Joining the century club

Block & Mortar has turned 100!

Looking back on the preceding 99 weeks, this newsletter has covered a lot of ground:

It all started with the more innocent days of the Otherside land grab and Crypto Bahamas.

A week later, there was the great Terra/Luna fallout. That event kicked off Do Kwon’s Extended Period Of Definitely Not Hiding From The Law, which ended with his arrest in March 2023 in Montenegro.

For a few months we had the rise and fall – mostly, “fall” – of FTX, and the trial of its founder, Sam Bankman-Fried. It took just five hours to reach a verdict. Any chance his sentence will be similarly short?

We’ve walked through plenty of use cases, seeing how the elements of the web3 layer cake have applied to fashion, loyalty programs, and more. Part of that “more” is “crime,” but I’m going to conveniently forget about that.

Oh yes, and Worldcoin scanned a few eyeballs. It was then told by a few governments to, y’know, stop scanning eyeballs.

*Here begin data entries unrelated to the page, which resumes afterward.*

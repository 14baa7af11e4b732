//! Wake word matching
//!
//! Works on transcribed text rather than audio. Speech recognizers mangle
//! unusual names ("McCarthy" comes back as "mccarty", "mick carthy",
//! "macarthy"), so beyond an exact check the matcher scans the first few
//! words for a token that sounds like the distinctive word of the phrase.

use serde::{Deserialize, Serialize};

/// Exact matches must begin within this many characters of the start
pub const EXACT_WINDOW_CHARS: usize = 30;

/// Number of leading words scanned by the fuzzy pass
pub const FUZZY_WINDOW_WORDS: usize = 6;

/// Fuzzy hits in this many leading words need no supporting context
pub const UNCONDITIONAL_WORDS: usize = 3;

/// Minimum confidence for a phonetic rule to count
pub const ACCEPT_CONFIDENCE: f32 = 0.5;

/// Smallest edit distance ever tolerated for the fuzzy pass
const MIN_EDIT_THRESHOLD: usize = 4;

/// Edit-distance candidates may differ from the target by at most this many
/// characters in length
const MAX_LENGTH_GAP: usize = 2;

/// Greetings and hesitations that commonly precede the wake word
const FILLER_WORDS: &[&str] = &[
    "hey", "hay", "hi", "hello", "heya", "hiya", "ok", "okay", "oi", "yo", "um", "uh", "er",
    "erm", "ah", "oh", "so", "well", "gday", "morning", "please",
];

/// Where a phonetic pattern must appear in a token
#[derive(Debug, Clone, Copy, PartialEq, Eq, Serialize, Deserialize)]
#[serde(rename_all = "snake_case")]
pub enum Anchor {
    /// Token starts with the pattern
    Prefix,
    /// Pattern appears anywhere in the token
    Substring,
}

/// A known mis-hearing of the distinctive word
#[derive(Debug, Clone, PartialEq, Serialize, Deserialize)]
pub struct PhoneticRule {
    /// Normalized fragment (lowercase, no punctuation)
    pub pattern: String,
    /// How the fragment must sit in the token
    pub anchor: Anchor,
    /// Confidence assigned when the rule fires
    pub confidence: f32,
}

impl PhoneticRule {
    /// Rule that fires when a token starts with `pattern`
    #[must_use]
    pub fn prefix(pattern: &str, confidence: f32) -> Self {
        Self {
            pattern: normalize_token(pattern),
            anchor: Anchor::Prefix,
            confidence,
        }
    }

    /// Rule that fires when a token contains `pattern`
    #[must_use]
    pub fn substring(pattern: &str, confidence: f32) -> Self {
        Self {
            pattern: normalize_token(pattern),
            anchor: Anchor::Substring,
            confidence,
        }
    }

    fn applies(&self, token: &str) -> bool {
        if self.pattern.is_empty() || self.confidence < ACCEPT_CONFIDENCE {
            return false;
        }
        match self.anchor {
            Anchor::Prefix => token.starts_with(&self.pattern),
            Anchor::Substring => token.contains(&self.pattern),
        }
    }
}

/// Known transcriptions of "mccarthy"
const MCCARTHY_RULES: &[(&str, Anchor, f32)] = &[
    ("mccar", Anchor::Prefix, 0.9),
    ("mckar", Anchor::Prefix, 0.8),
    ("mcar", Anchor::Prefix, 0.8),
    ("macar", Anchor::Prefix, 0.8),
    ("mcka", Anchor::Prefix, 0.6),
    ("carthy", Anchor::Substring, 0.9),
    ("karthy", Anchor::Substring, 0.8),
    ("carty", Anchor::Substring, 0.7),
    ("karty", Anchor::Substring, 0.6),
    ("cardy", Anchor::Substring, 0.6),
];

/// How a wake word was recognized
#[derive(Debug, Clone, Copy, PartialEq, Eq, Serialize)]
#[serde(rename_all = "snake_case")]
pub enum MatchKind {
    /// The phrase itself appears near the start
    Exact,
    /// A phonetic-confusion rule fired
    Phonetic,
    /// A token was within the edit-distance threshold
    EditDistance,
    /// Nothing matched
    None,
}

/// Result of a wake-word check
#[derive(Debug, Clone, PartialEq, Serialize)]
pub struct WakeWordMatch {
    /// Whether the wake word was heard
    pub matched: bool,
    /// Original text after the wake word, trimmed
    pub remainder: String,
    /// How the match was made
    pub kind: MatchKind,
    /// 1.0 for exact matches, lower for fuzzy ones
    pub confidence: f32,
}

impl WakeWordMatch {
    fn rejected() -> Self {
        Self {
            matched: false,
            remainder: String::new(),
            kind: MatchKind::None,
            confidence: 0.0,
        }
    }

    fn accepted(text: &str, end: usize, kind: MatchKind, confidence: f32) -> Self {
        Self {
            matched: true,
            remainder: remainder_after(text, end),
            kind,
            confidence,
        }
    }
}

/// One word of the input with its byte span in the original text
#[derive(Debug)]
struct Token {
    norm: String,
    end: usize,
    /// Start offset in the normalized (space-joined) text
    norm_start: usize,
}

/// Fuzzy wake-word matcher for one target phrase
#[derive(Debug, Clone)]
pub struct WakeWordMatcher {
    phrase: String,
    distinctive: String,
    rules: Vec<PhoneticRule>,
}

impl WakeWordMatcher {
    /// Build a matcher for `phrase` with the built-in and derived rules
    #[must_use]
    pub fn new(phrase: &str) -> Self {
        let words: Vec<String> = tokenize(phrase).into_iter().map(|t| t.norm).collect();
        let phrase = words.join(" ");
        let distinctive = words
            .get(1)
            .or_else(|| words.first())
            .cloned()
            .unwrap_or_default();

        let mut rules = derived_rules(&distinctive);
        if distinctive == "mccarthy" {
            rules.extend(
                MCCARTHY_RULES
                    .iter()
                    .map(|&(pattern, anchor, confidence)| PhoneticRule {
                        pattern: pattern.to_string(),
                        anchor,
                        confidence,
                    }),
            );
        }

        tracing::debug!(phrase, distinctive, rules = rules.len(), "wake word matcher ready");

        Self {
            phrase,
            distinctive,
            rules,
        }
    }

    /// Add extra confusion rules
    #[must_use]
    pub fn with_rules(mut self, rules: impl IntoIterator<Item = PhoneticRule>) -> Self {
        self.rules.extend(rules);
        self
    }

    /// Normalized target phrase
    #[must_use]
    pub fn phrase(&self) -> &str {
        &self.phrase
    }

    /// The word fuzzy matching keys on
    #[must_use]
    pub fn distinctive_word(&self) -> &str {
        &self.distinctive
    }

    /// Check `text` for the wake word
    #[must_use]
    pub fn matches(&self, text: &str) -> WakeWordMatch {
        if self.phrase.is_empty() {
            return WakeWordMatch::rejected();
        }

        let tokens = tokenize(text);
        if tokens.is_empty() {
            return WakeWordMatch::rejected();
        }

        let normalized = tokens
            .iter()
            .map(|t| t.norm.as_str())
            .collect::<Vec<_>>()
            .join(" ");

        if let Some(last) = self.exact_end(&normalized, &tokens) {
            return WakeWordMatch::accepted(text, last.end, MatchKind::Exact, 1.0);
        }

        for (index, token) in tokens.iter().take(FUZZY_WINDOW_WORDS).enumerate() {
            let Some((kind, confidence)) = self.score(&token.norm) else {
                continue;
            };

            let supported = index < UNCONDITIONAL_WORDS
                || index
                    .checked_sub(1)
                    .and_then(|prev| tokens.get(prev))
                    .is_some_and(|prev| prev.norm.chars().count() <= 2 || is_filler(&prev.norm));

            if supported {
                tracing::debug!(token = %token.norm, index, ?kind, confidence, "fuzzy wake word match");
                return WakeWordMatch::accepted(text, token.end, kind, confidence);
            }

            tracing::trace!(token = %token.norm, index, "fuzzy hit without supporting context");
        }

        WakeWordMatch::rejected()
    }

    /// Last token of the phrase when it starts on a word boundary inside the
    /// exact window and ends on one
    fn exact_end<'a>(&self, normalized: &str, tokens: &'a [Token]) -> Option<&'a Token> {
        let start = tokens
            .iter()
            .take_while(|t| normalized[..t.norm_start].chars().count() < EXACT_WINDOW_CHARS)
            .map(|t| t.norm_start)
            .find(|&start| {
                let rest = &normalized[start..];
                rest.starts_with(&self.phrase)
                    && rest[self.phrase.len()..].chars().next().is_none_or(|c| c == ' ')
            })?;

        let phrase_end = start + self.phrase.len();
        tokens.iter().rev().find(|t| t.norm_start < phrase_end)
    }

    /// Score a single token against the distinctive word
    #[allow(clippy::cast_precision_loss)]
    fn score(&self, token: &str) -> Option<(MatchKind, f32)> {
        if token == self.distinctive {
            return Some((MatchKind::EditDistance, 1.0));
        }

        let phonetic = self
            .rules
            .iter()
            .filter(|rule| rule.applies(token))
            .map(|rule| rule.confidence)
            .fold(None, |best: Option<f32>, c| Some(best.map_or(c, |b| b.max(c))));
        if let Some(confidence) = phonetic {
            return Some((MatchKind::Phonetic, confidence));
        }

        let target_len = self.distinctive.chars().count();
        let token_len = token.chars().count();
        if token_len < 3 || token_len.abs_diff(target_len) > MAX_LENGTH_GAP || is_filler(token) {
            return None;
        }

        let distance = edit_distance(token, &self.distinctive);
        (distance < target_len && distance <= edit_threshold(target_len)).then(|| {
            let confidence = 1.0 - (distance as f32 / target_len.max(1) as f32);
            (MatchKind::EditDistance, confidence.max(0.0))
        })
    }
}

/// Match `text` against `target` with a one-off matcher
#[must_use]
pub fn matches(text: &str, target: &str) -> WakeWordMatch {
    WakeWordMatcher::new(target).matches(text)
}

/// Largest edit distance tolerated for a word of `len` characters
#[must_use]
pub fn edit_threshold(len: usize) -> usize {
    MIN_EDIT_THRESHOLD.max(len / 2)
}

/// Levenshtein distance over characters
#[must_use]
pub fn edit_distance(a: &str, b: &str) -> usize {
    let a: Vec<char> = a.chars().collect();
    let b: Vec<char> = b.chars().collect();

    let mut prev: Vec<usize> = (0..=b.len()).collect();
    let mut curr = vec![0; b.len() + 1];

    for (i, ca) in a.iter().enumerate() {
        curr[0] = i + 1;
        for (j, cb) in b.iter().enumerate() {
            let substitution = prev[j] + usize::from(ca != cb);
            curr[j + 1] = substitution.min(prev[j + 1] + 1).min(curr[j] + 1);
        }
        std::mem::swap(&mut prev, &mut curr);
    }

    prev[b.len()]
}

/// Prefix and substring rules derived from the distinctive word itself
fn derived_rules(word: &str) -> Vec<PhoneticRule> {
    let chars: Vec<char> = word.chars().collect();
    let mut rules = Vec::new();

    if chars.len() >= 6 {
        let head: String = chars[..4].iter().collect();
        rules.push(PhoneticRule {
            pattern: head,
            anchor: Anchor::Prefix,
            confidence: 0.6,
        });
    }
    if chars.len() >= 7 {
        let tail: String = chars[chars.len() - 5..].iter().collect();
        rules.push(PhoneticRule {
            pattern: tail,
            anchor: Anchor::Substring,
            confidence: 0.6,
        });
    }

    rules
}

fn is_filler(word: &str) -> bool {
    FILLER_WORDS.contains(&word)
}

fn normalize_token(raw: &str) -> String {
    raw.chars()
        .filter(|c| c.is_alphanumeric())
        .flat_map(char::to_lowercase)
        .collect()
}

/// Split on anything that is not part of a word, keeping byte spans
fn tokenize(text: &str) -> Vec<Token> {
    let is_word_char = |c: char| c.is_alphanumeric() || c == '\'' || c == '\u{2019}';

    let mut tokens = Vec::new();
    let mut norm_offset = 0;
    let mut start = None;

    let mut push = |from: usize, to: usize, tokens: &mut Vec<Token>| {
        let norm = normalize_token(&text[from..to]);
        if norm.is_empty() {
            return;
        }
        if !tokens.is_empty() {
            norm_offset += 1;
        }
        let norm_start = norm_offset;
        norm_offset += norm.len();
        tokens.push(Token {
            norm,
            end: to,
            norm_start,
        });
    };

    for (i, c) in text.char_indices() {
        match (is_word_char(c), start) {
            (true, None) => start = Some(i),
            (false, Some(from)) => {
                push(from, i, &mut tokens);
                start = None;
            }
            _ => {}
        }
    }
    if let Some(from) = start {
        push(from, text.len(), &mut tokens);
    }

    tokens
}

fn remainder_after(text: &str, end: usize) -> String {
    text.get(end..)
        .unwrap_or_default()
        .trim_start_matches(|c: char| c.is_whitespace() || c.is_ascii_punctuation())
        .trim_end()
        .to_string()
}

What’s in store for Block & Mortar’s second century? I look forward to providing:

  • The same analysis of web3, in a mix of segments and short essays.
  • The same reviews of podcasts and other media.
  • The same snark measured, respectful tone when describing the absolutely ridiculous events of this space.

Frankly, the only thing that’ll change is the pace. Block & Mortar’s first 100 issues were delivered Every Tuesday, Usually First Thing In The Morning, Rain Or Shine. The older, wiser newsletter is shifting to Every Two Or Three Weeks Or So.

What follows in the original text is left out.